I'm looking for a way to compare ChIP-seq signal to gene expression, and not 100% sure the best way to do this. To be specific, the end goal is to make a scatter plot with (normalized) RNA-seq counts on the X-axis and (normalized) ChIP-seq on the Y, and calculate a correlation coefficient.
I have a matrix of counts (FeatureCounts) from a large RNA-seq experiment, but I don't have access to the raw files. I also have BAM and peak files from several ChIP-seq experiments that I've done (in the same cell type). I'd like to see if the strength of the ChIP-seq signal within genes (as in the coverage in the BAM file or the peak score from the peak file), or possibly within X bp of the start of a gene, correlates to the RNA expression value of that gene.
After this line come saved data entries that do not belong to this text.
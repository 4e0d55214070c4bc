//! Match result and ranking
//!
//! Ranks every character once the headless match ends.

use std::collections::BTreeSet;

use crate::game::entity::EntityHandle;
use crate::game::world::World;
use crate::util::fixed::Fp;

/// Match result information
#[derive(Debug, Clone, PartialEq)]
pub struct MatchResult {
    /// Last team standing, if exactly one survived
    pub winner_team: Option<i32>,
    pub rankings: Vec<CharacterRanking>,
    pub match_duration: Fp,
    pub total_kills: u32,
    pub end_reason: MatchEndReason,
}

/// One character's placement
#[derive(Debug, Clone, PartialEq)]
pub struct CharacterRanking {
    pub entity: EntityHandle,
    pub team: i32,
    pub rank: u32,
    pub kills: u32,
    pub survived: bool,
    pub is_bot: bool,
    pub eliminated_at: Option<Fp>,
}

/// Reason why match ended
#[derive(Debug, Clone, Copy, PartialEq, Eq)]
pub enum MatchEndReason {
    /// At most one team has living members
    LastTeamStanding,
    /// Tick budget ran out
    TimeLimit,
}

fn alive_teams(world: &World) -> BTreeSet<i32> {
    world
        .characters_iter()
        .filter(|(_, c)| c.alive)
        .map(|(_, c)| c.team)
        .collect()
}

/// Check if match should end
pub fn check_match_end(world: &World, tick_limit: u64) -> Option<MatchEndReason> {
    if alive_teams(world).len() <= 1 {
        return Some(MatchEndReason::LastTeamStanding);
    }
    if world.tick >= tick_limit {
        return Some(MatchEndReason::TimeLimit);
    }
    None
}

/// Determine match result from the world
pub fn determine_result(world: &World, end_reason: MatchEndReason) -> MatchResult {
    let mut rankings: Vec<CharacterRanking> = world
        .characters_iter()
        .map(|(entity, c)| CharacterRanking {
            entity,
            team: c.team,
            rank: 0,
            kills: c.kills,
            survived: c.alive,
            is_bot: c.is_bot,
            eliminated_at: c.eliminated_at,
        })
        .collect();

    // Survivors first, then later eliminations, then kills; slot order breaks ties
    rankings.sort_by(|a, b| {
        b.survived
            .cmp(&a.survived)
            .then_with(|| b.eliminated_at.cmp(&a.eliminated_at))
            .then_with(|| b.kills.cmp(&a.kills))
            .then_with(|| a.entity.index().cmp(&b.entity.index()))
    });

    for (i, ranking) in rankings.iter_mut().enumerate() {
        ranking.rank = (i + 1) as u32;
    }

    let total_kills: u32 = rankings.iter().map(|r| r.kills).sum();

    let teams = alive_teams(world);
    let winner_team = if teams.len() == 1 { teams.first().copied() } else { None };

    MatchResult {
        winner_team,
        rankings,
        match_duration: world.time,
        total_kills,
        end_reason,
    }
}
I can obviously normalize the RNA counts prior to comparing to ChIP-seq, but this is where I get lost, I'm not sure how I would do this analysis. One thing I had thought about was running the ChIP BAM files through FeatureCounts as well, but I'm not sure if that's the optimal way to do it, and even from there I'm a little confused about what I would do with that final matrix. Would it be more ideal if I could obtain the RNA BAM files?
I often use DeepTools when I want to find the correlation between two samples, but that's usually more straight-forward because I just use BAMs/bigwigs over bins or a consensus peakset, but using Count data is getting me confused! Thanks in advance for any suggestions/recommendations!